The purpose of this paper is to use investor sentiment (IS) as a conditioning information variable for the cross-sectional return predictability tests of alternative asset pricing models (APMs).
Cross-sectional tests of alternative APMs in the linear beta representation and stochastic discount factor specifications, Fama and Macbeth and generalized method of moments techniques have been used.
Results reveal that IS as a conditioning information variable contains significant information for making the discount factors time varying. Model comparison test statistics suggests that among the alternative APMs, the conditional five-factor model (FFM) performs better.
Empirical analysis does not extend to the inclusion of the business-cycle conditioning information variables for the test of APMs.
The potential benefit of the conditional FFM can be leveraged upon for cost of capital determination, and mutual fund manager’s portfolio performance evaluation when the portfolio is heavily weighted with sentiment-sensitive hard to value and difficult to arbitrage stocks. During volatile and boom periods in stock markets the IS scaled conditional APMs may be useful for the fundamental value determination of sentiment-sensitive stocks.
This study extends available literature in the context of both developed and emerging equity markets by exploring the cross-sectional tests of conditional APMs using IS as the conditioning information variable. To the author’s knowledge, this is perhaps the first study that examines IS as conditioning information for the cross-sectional tests of alternative APMs.
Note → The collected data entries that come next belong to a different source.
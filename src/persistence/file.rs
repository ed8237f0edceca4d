use super::{ForestSnapshot, ForestStore, PersistenceResult};
use crate::forest::TaskForest;
use std::fs::File;
use std::io::{BufReader, BufWriter, ErrorKind, Write};
use std::path::{Path, PathBuf};
use tracing::{info, instrument};

pub fn save_forest_to_json<P: AsRef<Path>>(forest: &TaskForest, path: P) -> PersistenceResult<()> {
    let snapshot = ForestSnapshot::from_forest(forest);
    let mut writer = BufWriter::new(File::create(path)?);
    serde_json::to_writer_pretty(&mut writer, &snapshot)?;
    writer.flush()?;
    Ok(())
}

pub fn load_forest_from_json<P: AsRef<Path>>(path: P) -> PersistenceResult<TaskForest> {
    let file = File::open(path)?;
    let snapshot: ForestSnapshot = serde_json::from_reader(BufReader::new(file))?;
    snapshot.into_forest()
}

/// Keeps one forest snapshot as a pretty-printed JSON file.
#[derive(Debug, Clone)]
pub struct JsonForestStore {
    path: PathBuf,
}

impl JsonForestStore {
    pub fn new<P: Into<PathBuf>>(path: P) -> Self {
        Self { path: path.into() }
    }

    pub fn path(&self) -> &Path {
        &self.path
    }
}

impl ForestStore for JsonForestStore {
    #[instrument(skip_all, fields(path = %self.path.display()))]
    fn save_forest(&self, forest: &TaskForest) -> PersistenceResult<()> {
        save_forest_to_json(forest, &self.path)?;
        info!(tasks = forest.len(), "forest saved");
        Ok(())
    }

    #[instrument(skip_all, fields(path = %self.path.display()))]
    fn load_forest(&self) -> PersistenceResult<Option<TaskForest>> {
        match load_forest_from_json(&self.path) {
            Ok(forest) => {
                info!(tasks = forest.len(), "forest loaded");
                Ok(Some(forest))
            }
            Err(super::PersistenceError::Io(err)) if err.kind() == ErrorKind::NotFound => Ok(None),
            Err(err) => Err(err),
        }
    }
}
use crate::task::{TaskId, TaskNode};
use chrono::{DateTime, Utc};
use std::collections::BTreeMap;
use tracing::debug;

/// Values a container derives from its direct children.
#[derive(Debug, Clone, Copy, PartialEq, Eq)]
pub struct ContainerTotals {
    pub start: DateTime<Utc>,
    pub end: DateTime<Utc>,
    pub schedule_seconds: i64,
    pub total_logged_seconds: i64,
}

impl ContainerTotals {
    /// `None` when there are no children.
    pub fn from_children<'a, I>(children: I) -> Option<Self>
    where
        I: IntoIterator<Item = &'a TaskNode>,
    {
        children.into_iter().fold(None, |acc, child| {
            let info = child.schedule();
            Some(match acc {
                None => Self {
                    start: info.start(),
                    end: info.end(),
                    schedule_seconds: info.schedule_seconds(),
                    total_logged_seconds: info.total_logged_seconds(),
                },
                Some(totals) => Self {
                    start: totals.start.min(info.start()),
                    end: totals.end.max(info.end()),
                    schedule_seconds: totals.schedule_seconds + info.schedule_seconds(),
                    total_logged_seconds: totals.total_logged_seconds
                        + info.total_logged_seconds(),
                },
            })
        })
    }

    pub fn percent_complete(&self) -> f64 {
        if self.schedule_seconds <= 0 {
            0.0
        } else {
            self.total_logged_seconds as f64 / self.schedule_seconds as f64 * 100.0
        }
    }
}

/// Keeps container tasks consistent with their children.
pub struct Aggregator;

impl Aggregator {
    /// Recomputes one container from its children. Leaves are left alone.
    pub fn recompute(tasks: &mut BTreeMap<TaskId, TaskNode>, id: TaskId) -> bool {
        let Some(task) = tasks.get(&id) else {
            return false;
        };
        if task.is_leaf() {
            return false;
        }
        let totals = ContainerTotals::from_children(
            task.children.iter().filter_map(|child| tasks.get(child)),
        );
        let Some(totals) = totals else {
            return false;
        };
        let Some(task) = tasks.get_mut(&id) else {
            return false;
        };
        task.schedule.start = totals.start;
        task.schedule.end = totals.end;
        task.schedule.schedule_seconds = totals.schedule_seconds;
        task.schedule.total_logged_seconds = totals.total_logged_seconds;
        debug!(
            task = %id,
            schedule_seconds = totals.schedule_seconds,
            logged_seconds = totals.total_logged_seconds,
            "container recomputed"
        );
        true
    }

    /// Recomputes `from` and every ancestor up to the root.
    pub fn propagate_up(tasks: &mut BTreeMap<TaskId, TaskNode>, from: Option<TaskId>) {
        let mut current = from;
        let mut remaining = tasks.len();
        while let Some(id) = current {
            if remaining == 0 {
                break;
            }
            remaining -= 1;
            Self::recompute(tasks, id);
            current = tasks.get(&id).and_then(|task| task.parent);
        }
    }

    /// Recomputes every container, children before parents.
    pub fn recompute_all(tasks: &mut BTreeMap<TaskId, TaskNode>) {
        let roots: Vec<TaskId> = tasks
            .values()
            .filter(|task| task.is_root())
            .map(|task| task.id)
            .collect();
        for root in roots {
            for id in Self::post_order(tasks, root) {
                Self::recompute(tasks, id);
            }
        }
    }

    fn post_order(tasks: &BTreeMap<TaskId, TaskNode>, root: TaskId) -> Vec<TaskId> {
        let mut order = Vec::new();
        let mut stack = vec![(root, false)];
        while let Some((id, expanded)) = stack.pop() {
            if expanded {
                order.push(id);
                continue;
            }
            stack.push((id, true));
            if let Some(task) = tasks.get(&id) {
                for child in task.children.iter().rev() {
                    stack.push((*child, false));
                }
            }
        }
        order
    }
}
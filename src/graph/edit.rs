use super::dependency_graph::{check_proposal, DependencyGraph, ForestView, Proposal};
use crate::error::{CircularDependencyError, Relation, ScheduleResult, ValidationError};
use crate::forest::{TaskForest, WalkMode};
use crate::task::{DependencyAttrs, TaskDependency, TaskId};
use tracing::{debug, instrument};

impl TaskForest {
    /// Makes `from` depend on `to`. An existing edge only has its attrs replaced.
    #[instrument(skip(self, attrs))]
    pub fn add_dependency(
        &mut self,
        from: TaskId,
        to: TaskId,
        attrs: DependencyAttrs,
    ) -> ScheduleResult<()> {
        self.get(from)?;
        self.get(to)?;
        attrs.validate()?;

        let circular = CircularDependencyError {
            task: from,
            other: to,
            relation: Relation::DependsOn,
        };
        let current = &self.get(from)?.dependency.depends_on;
        if current.iter().any(|dep| dep.depends_on == to) {
            // a changed target can still close a cycle
            let updated: Vec<TaskDependency> = current
                .iter()
                .map(|dep| {
                    if dep.depends_on == to {
                        TaskDependency::with_attrs(to, attrs)
                    } else {
                        *dep
                    }
                })
                .collect();
            let proposal = Proposal {
                replaced: Some((from, updated.clone())),
                ..Proposal::default()
            };
            check_proposal(self, &proposal, &[from], circular)?;
            self.task_mut(from)?.dependency.depends_on = updated;
            return Ok(());
        }

        let proposal = Proposal {
            added: vec![(from, TaskDependency::with_attrs(to, attrs))],
            ..Proposal::default()
        };
        check_proposal(self, &proposal, &[from], circular)?;

        self.task_mut(from)?
            .dependency
            .depends_on
            .push(TaskDependency::with_attrs(to, attrs));
        let parent = self.get(from)?.parent;
        self.propagate(parent);
        debug!(%from, %to, "dependency added");
        Ok(())
    }

    /// Returns whether an edge was removed.
    pub fn remove_dependency(&mut self, from: TaskId, to: TaskId) -> bool {
        let Some(task) = self.tasks.get_mut(&from) else {
            return false;
        };
        let before = task.dependency.depends_on.len();
        task.dependency.depends_on.retain(|dep| dep.depends_on != to);
        let removed = task.dependency.depends_on.len() != before;
        if removed {
            let parent = task.parent;
            self.propagate(parent);
            debug!(%from, %to, "dependency removed");
        }
        removed
    }

    /// Replaces the whole dependency list of `task`, or leaves it untouched.
    #[instrument(skip(self, deps), fields(count = deps.len()))]
    pub fn set_dependencies(
        &mut self,
        task: TaskId,
        deps: Vec<TaskDependency>,
    ) -> ScheduleResult<()> {
        self.get(task)?;
        let deps = self.checked_dependency_list(&deps)?;
        if let Some(first) = deps.first() {
            let proposal = Proposal {
                replaced: Some((task, deps.clone())),
                ..Proposal::default()
            };
            check_proposal(
                self,
                &proposal,
                &[task],
                CircularDependencyError {
                    task,
                    other: first.depends_on,
                    relation: Relation::DependsOn,
                },
            )?;
        }
        self.task_mut(task)?.dependency.depends_on = deps;
        let parent = self.get(task)?.parent;
        self.propagate(parent);
        Ok(())
    }

    /// Moves `node` under `new_parent`, or to the project root with `None`.
    #[instrument(skip(self))]
    pub fn set_parent(&mut self, node: TaskId, new_parent: Option<TaskId>) -> ScheduleResult<()> {
        let current = self.get(node)?;
        let old_parent = current.parent;
        let project = current.project;
        if old_parent == new_parent {
            return Ok(());
        }

        if let Some(parent) = new_parent {
            let circular = CircularDependencyError {
                task: node,
                other: parent,
                relation: Relation::Parent,
            };
            if parent == node {
                return Err(circular.into());
            }
            let parent_task = self.get(parent)?;
            if parent_task.project != project {
                return Err(ValidationError::new(
                    "parent",
                    parent,
                    format!("belongs to project {}", parent_task.project),
                )
                .into());
            }
            if !parent_task.time_logs.is_empty() {
                return Err(ValidationError::new(
                    "parent",
                    parent,
                    "task has time logs and cannot become a container",
                )
                .into());
            }
            if self.descendants(node).contains(&parent) {
                return Err(circular.into());
            }

            let subtree = self.walk_hierarchy(node, WalkMode::BreadthFirst);
            let no_proposal = Proposal::default();
            let reached = ForestView::new(self, &no_proposal).dependency_closure(&subtree);
            if reached.contains(&parent)
                || self.ancestors(parent).iter().any(|up| reached.contains(up))
            {
                return Err(circular.into());
            }

            let mut subjects = subtree;
            subjects.push(parent);
            subjects.extend(self.ancestors(parent));
            let proposal = Proposal {
                reparent: Some((node, new_parent)),
                ..Proposal::default()
            };
            check_proposal(self, &proposal, &subjects, circular)?;
        }

        if let Some(old) = old_parent {
            self.detach_child(old, node);
        }
        match new_parent {
            Some(parent) => self.attach_child(parent, node),
            None => {
                if let Some(task) = self.tasks.get_mut(&node) {
                    task.parent = None;
                }
            }
        }
        self.propagate(old_parent);
        self.propagate(new_parent);
        debug!(%node, ?old_parent, ?new_parent, "task re-parented");
        Ok(())
    }

    pub fn add_child(&mut self, parent: TaskId, child: TaskId) -> ScheduleResult<()> {
        self.set_parent(child, Some(parent))
    }

    /// Event graph of the current forest.
    pub fn dependency_graph(&self) -> DependencyGraph {
        DependencyGraph::build(self)
    }

    /// Every task ordered after its parent and after what it depends on.
    pub fn scheduling_order(&self) -> Result<Vec<TaskId>, CircularDependencyError> {
        self.dependency_graph().scheduling_order()
    }
}
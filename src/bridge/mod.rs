pub mod export;
pub mod process;
pub mod result;

pub use export::{STUDIO_TJP_ID, format_timing, render};
pub use process::{ProcessOutput, SchedulerProcess, Tj3Command};
pub use result::{ResultEntity, ResultRow, parse_report};

use crate::calculations::Aggregator;
use crate::config::SchedulerConfig;
use crate::error::ExternalSchedulerError;
use crate::forest::TaskForest;
use crate::task::{ProjectId, ResourceId, Schedulable, TaskId};
use chrono::{DateTime, Utc};
use std::fs::{self, File};
use tracing::{debug, info, instrument, warn};

pub const INPUT_FILE: &str = "schedule.tjp";
pub const DEFAULT_REPORT_NAME: &str = "schedule";

/// Counts of what one scheduling run wrote back into the forest.
#[derive(Debug, Clone, Copy, Default, PartialEq, Eq)]
pub struct ScheduleRunSummary {
    pub tasks: usize,
    pub projects: usize,
}

/// Hands the forest to an out-of-process solver and writes its answer back.
pub trait ExternalSchedulerBridge {
    /// Solver input for the current forest state.
    fn export(&self, forest: &TaskForest) -> String;

    /// Runs the solver once and applies every result row, or none of them.
    fn run_and_apply(
        &self,
        forest: &mut TaskForest,
        process: &dyn SchedulerProcess,
    ) -> Result<ScheduleRunSummary, ExternalSchedulerError>;
}

#[derive(Debug, Clone, PartialEq, Eq)]
pub struct TaskJugglerBridge {
    report_name: String,
    compute_resources: bool,
}

impl Default for TaskJugglerBridge {
    fn default() -> Self {
        Self {
            report_name: DEFAULT_REPORT_NAME.to_string(),
            compute_resources: false,
        }
    }
}

impl TaskJugglerBridge {
    pub fn new(compute_resources: bool) -> Self {
        Self {
            compute_resources,
            ..Self::default()
        }
    }

    pub fn from_config(config: &SchedulerConfig) -> Self {
        Self::new(config.compute_resources)
    }

    pub fn with_report_name(mut self, name: impl Into<String>) -> Self {
        self.report_name = name.into();
        self
    }

    pub fn report_name(&self) -> &str {
        &self.report_name
    }

    pub fn compute_resources(&self) -> bool {
        self.compute_resources
    }

    fn report_file(&self) -> String {
        format!("{}.csv", self.report_name)
    }

    /// Matches one row to a forest entity without touching the forest.
    fn resolve_row(
        &self,
        forest: &TaskForest,
        row: ResultRow,
    ) -> Result<PendingResult, ExternalSchedulerError> {
        match row.entity {
            ResultEntity::Task(id) => {
                let Some(task) = forest.task(id) else {
                    return Err(ExternalSchedulerError::UnknownEntity(row.path));
                };
                let resources = if self.compute_resources {
                    row.resources
                        .into_iter()
                        .filter(|resource| {
                            task.resources().contains(resource)
                                || task.alternative_resources().contains(resource)
                        })
                        .collect()
                } else {
                    task.resources().to_vec()
                };
                Ok(PendingResult::Task {
                    id,
                    start: row.start,
                    end: row.end,
                    resources,
                })
            }
            ResultEntity::Project(id) => {
                if forest.project(id).is_none() {
                    return Err(ExternalSchedulerError::UnknownEntity(row.path));
                }
                Ok(PendingResult::Project {
                    id,
                    start: row.start,
                    end: row.end,
                })
            }
        }
    }
}

enum PendingResult {
    Task {
        id: TaskId,
        start: DateTime<Utc>,
        end: DateTime<Utc>,
        resources: Vec<ResourceId>,
    },
    Project {
        id: ProjectId,
        start: DateTime<Utc>,
        end: DateTime<Utc>,
    },
}

impl ExternalSchedulerBridge for TaskJugglerBridge {
    fn export(&self, forest: &TaskForest) -> String {
        render(forest, &self.report_name, self.compute_resources)
    }

    #[instrument(skip_all, fields(report = %self.report_name))]
    fn run_and_apply(
        &self,
        forest: &mut TaskForest,
        process: &dyn SchedulerProcess,
    ) -> Result<ScheduleRunSummary, ExternalSchedulerError> {
        let scratch = tempfile::tempdir()?;
        let input = scratch.path().join(INPUT_FILE);
        fs::write(&input, self.export(forest))?;
        debug!(input = %input.display(), "solver input written");

        let output = process.run(&input, scratch.path())?;
        if !output.is_success() {
            warn!(
                status = ?output.status_code,
                diagnostics = %output.diagnostics,
                "external scheduler failed"
            );
            return Err(ExternalSchedulerError::Process {
                status: output.status_code,
                diagnostics: output.diagnostics,
            });
        }

        let report = File::open(scratch.path().join(self.report_file()))?;
        let rows = parse_report(report, self.compute_resources)?;
        debug!(rows = rows.len(), "solver report parsed");
        let pending = rows
            .into_iter()
            .map(|row| self.resolve_row(forest, row))
            .collect::<Result<Vec<_>, _>>()?;

        let mut summary = ScheduleRunSummary::default();
        for result in pending {
            match result {
                PendingResult::Task {
                    id,
                    start,
                    end,
                    resources,
                } => {
                    if let Ok(task) = forest.task_mut(id) {
                        task.apply_computed_range(start, end);
                        task.schedule.computed_resources = resources;
                        forest.refresh_task(id);
                        summary.tasks += 1;
                    }
                }
                PendingResult::Project { id, start, end } => {
                    if let Some(project) = forest.project_entry_mut(id) {
                        project.apply_computed_range(start, end);
                        summary.projects += 1;
                    }
                }
            }
        }
        Aggregator::recompute_all(&mut forest.tasks);

        info!(
            tasks = summary.tasks,
            projects = summary.projects,
            "schedule applied"
        );
        Ok(summary)
    }
}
Author wishes to thank the conference participants at the India Finance Conference-2013 and the Australian Academy of Business and Social Sciences Conference 2014 for their valuable comments. A special and sincere gratitude to Dr Jitendra Mahakud (Department of Humanities and Social Sciences, Indian Institute of Technology Kharagpur, India) for his constructive advice, review comments on preliminary drafts for the conference presentation and encouragement throughout the doctoral research work. The author would like to thank the anonymous referee, Professor Javed Iqbal, and Professor Robert Brooks for helpful comments. All remaining errors are mine.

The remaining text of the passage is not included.